Epidemiological studies show a steady rise in the prevalence of obstructive sleep apnea (OSA). Untreated OSA is responsible for numerous chronic health conditions, motor vehicle, and workplace-related accidents leading to substantial economic burden both to the individual and society. Multiple causes for OSA and a wide range of consequences has made its diagnosis and treatment difficult. Obstructive sleep apnea may be caused by anatomical variation, increased collapsibility of the upper airway, low sleep arousal threshold, and exaggerated response to desaturation. Lifestyle changes, anatomical corrective surgeries, and oral appliances have been used but patient compliance is poor as it interferes in the daily routine. Neuromodulation is a promising functional modifying option that addresses the cause of obstructive sleep apnea at multiple levels.


Keywords: Apnea hypopnea index, closed-loop stimulation, hypoglossal nerve stimulation, neuromodulation, obstructive sleep apnea
Key Message: Neuromodulation is safe and effective in treating obstructive sleep apnea and its consequences.


How to cite this article:
Naik V, Khandekar N, Deogaonkar M. Neuromodulation in Obstructive Sleep Apnea. Neurol India 2020;68, Suppl S2:302-6

How to cite this URL:
Naik V, Khandekar N, Deogaonkar M. Neuromodulation in Obstructive Sleep Apnea. Neurol India [serial online] 2020 [cited 2021 Feb 28];68, Suppl S2:302-6. Available from: https://www.neurologyindia.com/text.asp?2020/68/8/302/302456




Obstructive sleep apnea (OSA) is a sleep-related breathing disorder (SRBD) characterized by periods of apnea (cessation of breathing) or hypopnea (partial cessation of breathing) due to complete/partial upper airway obstruction, hypoxia, and arousal from sleep.[1],[2],[3] OSA is a common sleep disorder with a prevalence of 14 to 49%[3],[4],[5] in various studies. Its incidence is increasing due to the epidemic of obesity and an increase in life expectancy.[1],[6]
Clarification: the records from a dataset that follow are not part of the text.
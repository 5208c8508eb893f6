//! Prompt construction.

use super::error::{ChatError, ChatResult};

/// Separator between the table summary and the user text.
const SUMMARY_SEPARATOR: &str = "\n\n";

/// Reject empty or whitespace-only input.
///
/// The text is returned untouched; no trimming is applied to what the model
/// receives.
///
/// # Errors
/// Returns [`ChatError::EmptyInput`] when `text` has no visible characters.
pub fn validate_input(text: &str) -> ChatResult<&str> {
    if text.trim().is_empty() {
        return Err(ChatError::EmptyInput);
    }
    Ok(text)
}

/// Build the prompt sent to the model: the table summary (if any), a blank
/// line, then the user text verbatim.
#[must_use]
pub fn build_prompt(user_text: &str, table_summary: Option<&str>) -> String {
    table_summary.map_or_else(
        || user_text.to_string(),
        |summary| {
            let mut out =
                String::with_capacity(summary.len() + SUMMARY_SEPARATOR.len() + user_text.len());
            out.push_str(summary);
            out.push_str(SUMMARY_SEPARATOR);
            out.push_str(user_text);
            out
        },
    )
}

#[cfg(test)]
mod tests {
    use super::*;

    #[test]
    fn test_prompt_without_summary() {
        assert_eq!(build_prompt("What is X?", None), "What is X?");
    }

    #[test]
    fn test_prompt_with_summary() {
        let prompt = build_prompt("What is X?", Some("rows=3"));
        assert!(prompt.starts_with("rows=3"));
        assert!(prompt.ends_with("What is X?"));
        assert_eq!(prompt.len(), "rows=3".len() + 2 + "What is X?".len());
        assert_eq!(prompt, "rows=3\n\nWhat is X?");
    }

    #[test]
    fn test_prompt_keeps_user_text_verbatim() {
        let text = "  <b>keep</b> & spaces  ";
        assert_eq!(build_prompt(text, None), text);
    }

    #[test]
    fn test_validate_rejects_blank() {
        assert!(matches!(validate_input(""), Err(ChatError::EmptyInput)));
        assert!(matches!(validate_input(" \n\t "), Err(ChatError::EmptyInput)));
        assert_eq!(validate_input(" hi ").unwrap_or_default(), " hi ");
    }
}
//! HTML rendering of the chat page.

use minijinja::Environment;
use serde::Serialize;

use crate::chat::{ChatError, Severity};
use crate::session::{DisplayOptions, SessionState};
use crate::table::TableSummary;

/// Name of the page template.
const PAGE_TEMPLATE: &str = "index.html";

/// Page template source.
const PAGE_SOURCE: &str = include_str!("../../templates/index.html");

/// Rows of the uploaded table shown on the page.
pub const PREVIEW_ROWS: usize = 50;

/// Kind of banner shown above the history.
#[derive(Debug, Clone, Copy, PartialEq, Eq, Serialize)]
#[serde(rename_all = "lowercase")]
pub enum NoticeLevel {
    /// Completed action.
    Success,
    /// Input problem, nothing changed.
    Warning,
    /// Upstream failure.
    Error,
}

/// Banner shown above the history.
#[derive(Debug, Clone, PartialEq, Eq, Serialize)]
pub struct Notice {
    /// Banner kind.
    pub level: NoticeLevel,
    /// Banner text.
    pub text: String,
}

impl Notice {
    /// Success banner.
    #[must_use]
    pub fn success(text: impl Into<String>) -> Self {
        Self {
            level: NoticeLevel::Success,
            text: text.into(),
        }
    }

    /// Error banner.
    #[must_use]
    pub fn error(text: impl Into<String>) -> Self {
        Self {
            level: NoticeLevel::Error,
            text: text.into(),
        }
    }
}

impl From<&ChatError> for Notice {
    fn from(err: &ChatError) -> Self {
        let level = match err.severity() {
            Severity::Warning => NoticeLevel::Warning,
            Severity::Error => NoticeLevel::Error,
        };
        Self {
            level,
            text: err.to_string(),
        }
    }
}

#[derive(Serialize)]
struct ConversationOption {
    id: String,
    title: String,
    selected: bool,
}

#[derive(Serialize)]
struct MessageView {
    role: &'static str,
    content: String,
    time: String,
}

#[derive(Serialize)]
struct UploadView {
    file_name: String,
    error: Option<String>,
    row_count: usize,
    column_count: usize,
    columns: Vec<String>,
    rows: Vec<Vec<String>>,
    stats: Vec<String>,
}

/// Everything the template needs.
#[derive(Serialize)]
pub struct PageView {
    model: String,
    conversations: Vec<ConversationOption>,
    messages: Vec<MessageView>,
    notices: Vec<Notice>,
    upload: Option<UploadView>,
    display: DisplayOptions,
    draft: String,
}

impl PageView {
    /// Build the view from a session state. The uploaded table is parsed
    /// again from its raw bytes; a parse failure becomes an error notice.
    #[must_use]
    pub fn build(state: &SessionState, model: &str, mut notices: Vec<Notice>, draft: String) -> Self {
        let current = state.conversations.current_id();
        let conversations = state
            .conversations
            .list_titles()
            .into_iter()
            .map(|entry| ConversationOption {
                selected: Some(&entry.id) == current,
                id: entry.id.to_string(),
                title: entry.title,
            })
            .collect();

        let messages = state
            .conversations
            .current_messages()
            .iter()
            .map(|m| MessageView {
                role: m.role().as_str(),
                content: m.content().to_string(),
                time: m.created_at().format("%H:%M:%S").to_string(),
            })
            .collect();

        let upload = state.upload.as_ref().map(|upload| match upload.table() {
            Ok(table) => {
                let summary = TableSummary::from_table(&table);
                UploadView {
                    file_name: upload.file_name.clone(),
                    error: None,
                    row_count: summary.row_count,
                    column_count: summary.column_count,
                    columns: summary.column_names,
                    rows: table.preview(PREVIEW_ROWS).to_vec(),
                    stats: summary.stats.iter().map(ToString::to_string).collect(),
                }
            }
            Err(err) => {
                let text = ChatError::from(err).to_string();
                if !notices.iter().any(|n| n.text == text) {
                    notices.push(Notice::error(text.clone()));
                }
                UploadView {
                    file_name: upload.file_name.clone(),
                    error: Some(text),
                    row_count: 0,
                    column_count: 0,
                    columns: Vec::new(),
                    rows: Vec::new(),
                    stats: Vec::new(),
                }
            }
        });

        Self {
            model: model.to_string(),
            conversations,
            messages,
            notices,
            upload,
            display: state.display,
            draft,
        }
    }
}

/// Renders the chat page with an auto-escaping template.
pub struct PageRenderer {
    env: Environment<'static>,
}

impl PageRenderer {
    /// Load the page template.
    ///
    /// # Errors
    /// Returns an error if the template does not compile.
    pub fn new() -> Result<Self, minijinja::Error> {
        let mut env = Environment::new();
        env.add_template(PAGE_TEMPLATE, PAGE_SOURCE)?;
        Ok(Self { env })
    }

    /// Render the page.
    ///
    /// # Errors
    /// Returns an error if rendering fails.
    pub fn render(&self, view: &PageView) -> Result<String, minijinja::Error> {
        self.env.get_template(PAGE_TEMPLATE)?.render(view)
    }
}

#[cfg(test)]
mod tests {
    use super::*;
    use crate::chat::Message;
    use crate::session::Upload;

    fn render(state: &SessionState, notices: Vec<Notice>) -> String {
        let renderer = PageRenderer::new();
        assert!(renderer.is_ok());
        renderer
            .ok()
            .and_then(|r| r.render(&PageView::build(state, "fake-model", notices, String::new())).ok())
            .unwrap_or_default()
    }

    #[test]
    fn test_empty_page() {
        let html = render(&SessionState::default(), Vec::new());
        assert!(html.contains("<form"));
        assert!(html.contains("fake-model"));
        assert!(html.contains("No messages yet"));
    }

    #[test]
    fn test_messages_are_escaped() {
        let mut state = SessionState::default();
        state
            .conversations
            .create_conversation(Some(Message::user("<script>alert(1)</script>")));
        let html = render(&state, Vec::new());

        assert!(!html.contains("<script>alert(1)</script>"));
        assert!(html.contains("&lt;script&gt;"));
    }

    #[test]
    fn test_selector_marks_current() {
        let mut state = SessionState::default();
        state.conversations.create_conversation(Some(Message::user("first topic")));
        state.conversations.create_conversation(None);
        let html = render(&state, Vec::new());

        assert!(html.contains("first topic"));
        assert!(html.contains(r#"<option value="chat_1" selected>"#));
    }

    #[test]
    fn test_warning_notice() {
        let notice = Notice::from(&ChatError::EmptyInput);
        assert_eq!(notice.level, NoticeLevel::Warning);
        let html = render(&SessionState::default(), vec![notice]);
        assert!(html.contains("notice warning"));
    }

    #[test]
    fn test_upload_table_and_stats_toggles() {
        let mut state = SessionState::default();
        state.upload = Some(Upload {
            file_name: "scores.csv".to_string(),
            bytes: b"name,score\nann,1\nben,3\n".to_vec(),
        });

        let hidden = render(&state, Vec::new());
        assert!(hidden.contains("scores.csv"));
        assert!(!hidden.contains("<td>ann</td>"));

        state.display.show_table = true;
        state.display.show_stats = true;
        let shown = render(&state, Vec::new());
        assert!(shown.contains("<td>ann</td>"));
        assert!(shown.contains("score: count=2"));
    }

    #[test]
    fn test_broken_upload_shows_error() {
        let mut state = SessionState::default();
        state.upload = Some(Upload {
            file_name: "broken.csv".to_string(),
            bytes: b"a,b\n1\n".to_vec(),
        });
        let html = render(&state, Vec::new());
        assert!(html.contains("notice error"));
        assert!(html.contains("could not read uploaded table"));
    }
}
The risk factors of OSA include obesity, age, gender, craniofacial anatomy, smoking, alcohol consumption, genetic, and familial history.[2],[7],[8] The main symptom of OSA is excessive daytime sleepiness with other associated symptoms such as snoring, fatigue, nocturnal choking, and the sequelae of these causing psychiatric, psychological, performance, and life-related problems.[2] OSA is commonly seen in heart failure, malignancies, maternal OSA affects newborns, and OSA leads to cognitive decline.[7],[9] Early identification of the problem is essential to prevent and treat the consequences of OSA.


 » Pathophysiology Top


There is neuromuscular dysregulation in OSA patients during wakefulness and sleep, with or without anatomical (structural) narrowing in the upper pharynx. During rapid eye movement (REM) sleep, there is a decrease in muscle tone that aggravates the inherent collapsibility of the pharyngeal lumen in OSA patients and has reduced airway dilation (phasic activity) and stability (tonic activity) leading to the collapse of the airway.[10],[11] Obstruction in the upper airways leads to a rise in transthoracic pressures leading to an increase in negative pleural pressure which is a hallmark of OSA. This leads to hypoxia and stimulates chemoreceptors in the carotid bodies which increase sympathetic discharge and central nervous system (CNS) arousal.[10],[11],[12],[13],[14] The reinitiation of breathing suppresses the sympathetic discharge. In a state of wakefulness, the sympathetic response to chemoreceptors persists leading to hypertension, cardiovascular, and metabolic dysfunction.[10],[11],[14]


 » Diagnosis Top


The initial approach to the diagnosis of OSA involves a comprehensive history and examination of patients with symptoms of excessive daytime sleepiness, restlessness, fatigue, nocturnal choking, witnessed apneas, snoring, and signs of underlying medical conditions such as obesity, hypertension, coronary artery disease, diabetes, stroke, congestive cardiac failure, mood disorders, and cognitive dysfunction.[10],[15],[16] Increased risk of moderate to severe OSA is indicated by the presence of excessive daytime sleepiness and at least two of the following three criteria: habitual loud snoring; witnessed apnea or gasping or choking; or diagnosed hypertension.[15],[16] In moderate to severe OSA, polysomnography (PSG)/sleep study is ordered to know parameters related to sleep (electroencephalogram, electrooculogram, and submental electromyogram), to cardiac arrhythmias (electrocardiogram) and respiration (airflow, oximetry, and respiratory effort).[10],[15],[17] Nasal pressure monitors airflow PSG determines the apnea-hypopnea index (AHI) for the severity of OSA.[9],[16]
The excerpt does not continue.